Playing the Indian Card

Tuesday, September 03, 2019

Religion Is the Red Pill






The popular opinion on the film “The Matrix,” is surely that it is a bit of wild speculative fiction; an acid trip. 

Actually, though, its essential thesis, that the world as it appears to us is purely an illusion, is one of the oldest and most basic insights known to man.

This is Plato’s cave: the physical and social world is no more than the shadows of puppets cast on dark cavern walls. The real is elsewhere.

This is also the basic insight of Buddhism, or of Hinduism: nothing in the physical or the social world is real. It is all a dream of Vishnu, asleep on the cosmic sea; or it is a delusion caused by desire. In Taoism, Chuang Tsu awoke from a dream of being a butterfly, and asked: “How do I know whether I am Chuang Tsu, who dreamt I was a butterfly, or a butterfly who is dreaming I am Chuang Tsu?”

Christianity and Judaism partly depart from this ancestral consensus by accepting that the physical world, at least, is real. It, after all, is created by God; and God would not deceive. They continue, however, to maintain that the social consensus is false. The social reality, after all, is created by man. God himself appears on Earth--and is put to death by the social authorities and the popular consensus as a common criminal. The social is opposed to the true; only the narrow gate leads to the kingdom of heaven.

In Judaism, the matter is less emphatic. Nevertheless, formulaically, the prophets, who speak for God and truth, are driven into the wilderness. In Kabbalah, the physical world as well is seen as a series of shells concealing the shekhinah, the divine glory: like Shelley’s “painted veil, that those who live call life.”

Islam is the one major faith that seems to lack this core insight, that the social world falsifies the real world. Muhammed is called a prophet, but he differs utterly from the Biblical prophets in being a ruler and presented as the ultimate moral authority: his kingdom is very much of this world. Granted that David or Solomon in the Bible were also rulers—they were also shown as deeply morally flawed, and confessed to this. Within Islam, Sufism preserves the essential insight that the visible and social world is not real; but Sufism is a minority tradition. This, to my mind, is an insurmountable flaw in Islam, and leads to all the problems of “political Islam.”

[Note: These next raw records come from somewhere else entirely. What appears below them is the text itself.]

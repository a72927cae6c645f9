use std::fmt;
use std::str::FromStr;

use chrono::{DateTime, Local, Utc};
use serde::{Deserialize, Serialize};

use super::stage::Stage;
use crate::erp::types::positive_decimal;

/// Scheduling priority of a job card.
#[derive(Debug, Clone, Copy, Default, PartialEq, Eq, PartialOrd, Ord, Serialize, Deserialize)]
#[serde(rename_all = "lowercase")]
pub enum Priority {
    #[default]
    Normal,
    High,
    Urgent,
}

impl Priority {
    pub fn as_str(&self) -> &'static str {
        match self {
            Priority::Normal => "normal",
            Priority::High => "high",
            Priority::Urgent => "urgent",
        }
    }

    /// Upper-case label used in tables and reports.
    pub fn label(&self) -> &'static str {
        match self {
            Priority::Normal => "NORMAL",
            Priority::High => "HIGH",
            Priority::Urgent => "URGENT",
        }
    }

    /// Badge text for printed tags. Normal priority carries no badge.
    pub fn badge(&self) -> Option<&'static str> {
        match self {
            Priority::Normal => None,
            Priority::High => Some("HIGH PRIORITY"),
            Priority::Urgent => Some("URGENT"),
        }
    }
}

impl fmt::Display for Priority {
    fn fmt(&self, f: &mut fmt::Formatter<'_>) -> fmt::Result {
        f.write_str(self.as_str())
    }
}

impl FromStr for Priority {
    type Err = String;

    fn from_str(s: &str) -> Result<Self, Self::Err> {
        match s.trim().to_ascii_lowercase().as_str() {
            "normal" => Ok(Priority::Normal),
            "high" => Ok(Priority::High),
            "urgent" => Ok(Priority::Urgent),
            other => Err(format!("unknown priority: {other:?}")),
        }
    }
}

/// A unit of production work as the backend reports it.
#[derive(Debug, Clone, PartialEq, Serialize, Deserialize)]
pub struct JobCard {
    pub id: i64,
    pub job_card_number: String,
    pub glass_type: String,
    /// Millimetres.
    #[serde(deserialize_with = "positive_decimal")]
    pub thickness: f64,
    /// Inches.
    #[serde(deserialize_with = "positive_decimal")]
    pub width: f64,
    /// Inches.
    #[serde(deserialize_with = "positive_decimal")]
    pub height: f64,
    pub quantity: u32,
    #[serde(default)]
    pub priority: Priority,
    pub current_stage: Stage,
    pub created_at: DateTime<Utc>,
    #[serde(default)]
    pub order_id: Option<i64>,
}

impl JobCard {
    pub fn size_label(&self) -> String {
        format_size(self.width, self.height, self.thickness)
    }

    pub fn created_label(&self) -> String {
        format_date(&self.created_at)
    }
}

/// Formats `width" × height" × thicknessmm`, e.g. `24" × 36" × 6mm`.
pub fn format_size(width: f64, height: f64, thickness: f64) -> String {
    format!("{width}\" × {height}\" × {thickness}mm")
}

/// Creation dates are shown as `dd/mm/yyyy` in the operator's local time,
/// on screen and on paper alike.
pub fn format_date(at: &DateTime<Utc>) -> String {
    at.with_timezone(&Local).format("%d/%m/%Y").to_string()
}

#[derive(Debug, Clone, PartialEq, thiserror::Error)]
pub enum InvalidJobCard {
    #[error("glass type is required")]
    MissingGlassType,

    #[error("{field} must be a positive number, got {value}")]
    NonPositive { field: &'static str, value: f64 },

    #[error("quantity must be at least 1")]
    ZeroQuantity,
}

/// Body of a job-card creation request.
#[derive(Debug, Clone, PartialEq, Serialize, Deserialize)]
pub struct NewJobCard {
    pub glass_type: String,
    pub thickness: f64,
    pub width: f64,
    pub height: f64,
    pub quantity: u32,
    pub priority: Priority,
    #[serde(skip_serializing_if = "Option::is_none")]
    pub order_id: Option<i64>,
}

impl NewJobCard {
    /// Checks the fields the backend would otherwise reject.
    pub fn validate(&self) -> Result<(), InvalidJobCard> {
        if self.glass_type.trim().is_empty() {
            return Err(InvalidJobCard::MissingGlassType);
        }
        for (field, value) in [
            ("thickness", self.thickness),
            ("width", self.width),
            ("height", self.height),
        ] {
            if !value.is_finite() || value <= 0.0 {
                return Err(InvalidJobCard::NonPositive { field, value });
            }
        }
        if self.quantity == 0 {
            return Err(InvalidJobCard::ZeroQuantity);
        }
        Ok(())
    }
}
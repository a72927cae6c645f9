pub mod client;
pub mod credentials;
pub mod error;
pub mod types;

#[cfg(test)]
pub(crate) mod testing;

pub use client::{DEFAULT_BASE_URL, ErpClient, ProductionApi, Timeouts};
pub use credentials::{Anonymous, CredentialProvider, StaticToken, TokenFile};
pub use error::ErpError;
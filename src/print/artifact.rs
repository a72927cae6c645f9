use chrono::{DateTime, Utc};
use serde::{Deserialize, Serialize};
use tracing::debug;

use crate::erp::types::positive_decimal;
use crate::erp::{ErpError, ProductionApi};
use crate::production::{Priority, Stage, format_size};

/// Everything needed to print a job-card tag, as rendered by the backend
/// at request time.
///
/// The two images are opaque payloads (usually `data:image/png;base64,...`
/// URIs) that are only ever embedded, never decoded.
#[derive(Debug, Clone, PartialEq, Serialize, Deserialize)]
pub struct PrintArtifact {
    pub job_card_number: String,
    pub glass_type: String,
    #[serde(deserialize_with = "positive_decimal")]
    pub thickness: f64,
    #[serde(deserialize_with = "positive_decimal")]
    pub width: f64,
    #[serde(deserialize_with = "positive_decimal")]
    pub height: f64,
    pub quantity: u32,
    #[serde(default)]
    pub priority: Priority,
    pub current_stage: Stage,
    pub created_at: DateTime<Utc>,
    pub qr_code_image: String,
    pub barcode_image: String,
}

impl PrintArtifact {
    pub fn size_label(&self) -> String {
        format_size(self.width, self.height, self.thickness)
    }
}

/// Retrieves print artifacts. Every call goes to the backend so the tag
/// always shows the card's stage at print time.
pub struct ArtifactFetcher<'a, A> {
    api: &'a A,
}

impl<'a, A: ProductionApi> ArtifactFetcher<'a, A> {
    pub fn new(api: &'a A) -> Self {
        Self { api }
    }

    pub async fn fetch_print_data(&self, job_card_number: &str) -> Result<PrintArtifact, ErpError> {
        let number = job_card_number.trim();
        if number.is_empty() {
            return Err(ErpError::NotFound("job card number is blank".into()));
        }

        debug!(job_card_number = number, "fetching print data");
        let artifact = self.api.get_print_data(number).await?;

        if artifact.job_card_number != number {
            return Err(ErpError::Malformed(format!(
                "asked for {number}, received print data for {}",
                artifact.job_card_number
            )));
        }
        if artifact.qr_code_image.trim().is_empty() || artifact.barcode_image.trim().is_empty() {
            return Err(ErpError::Malformed(format!(
                "print data for {number} is missing an image"
            )));
        }
        Ok(artifact)
    }
}

#[cfg(test)]
pub(crate) mod fixtures {
    use super::*;
    use crate::production::JobCard;

    pub fn artifact_for(card: &JobCard) -> PrintArtifact {
        PrintArtifact {
            job_card_number: card.job_card_number.clone(),
            glass_type: card.glass_type.clone(),
            thickness: card.thickness,
            width: card.width,
            height: card.height,
            quantity: card.quantity,
            priority: card.priority,
            current_stage: card.current_stage,
            created_at: card.created_at,
            qr_code_image: "data:image/png;base64,UVJDT0RF".into(),
            barcode_image: "data:image/png;base64,QkFSQ09ERQ==".into(),
        }
    }
}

Take the social as the real, as authority for truth, as political Islam does, and you inevitably get mass murder; Satan is the ruler of this world, and Satan is thereby in command. You get Nazism, Marxism, Jonestown, and similar movements.

This, of course, is exactly what we are doing currently with postmodernism. Postmodernism holds, in so many words, that “reality is a social construct.” No statement could be more false, poisonous or supportive of the Matrix.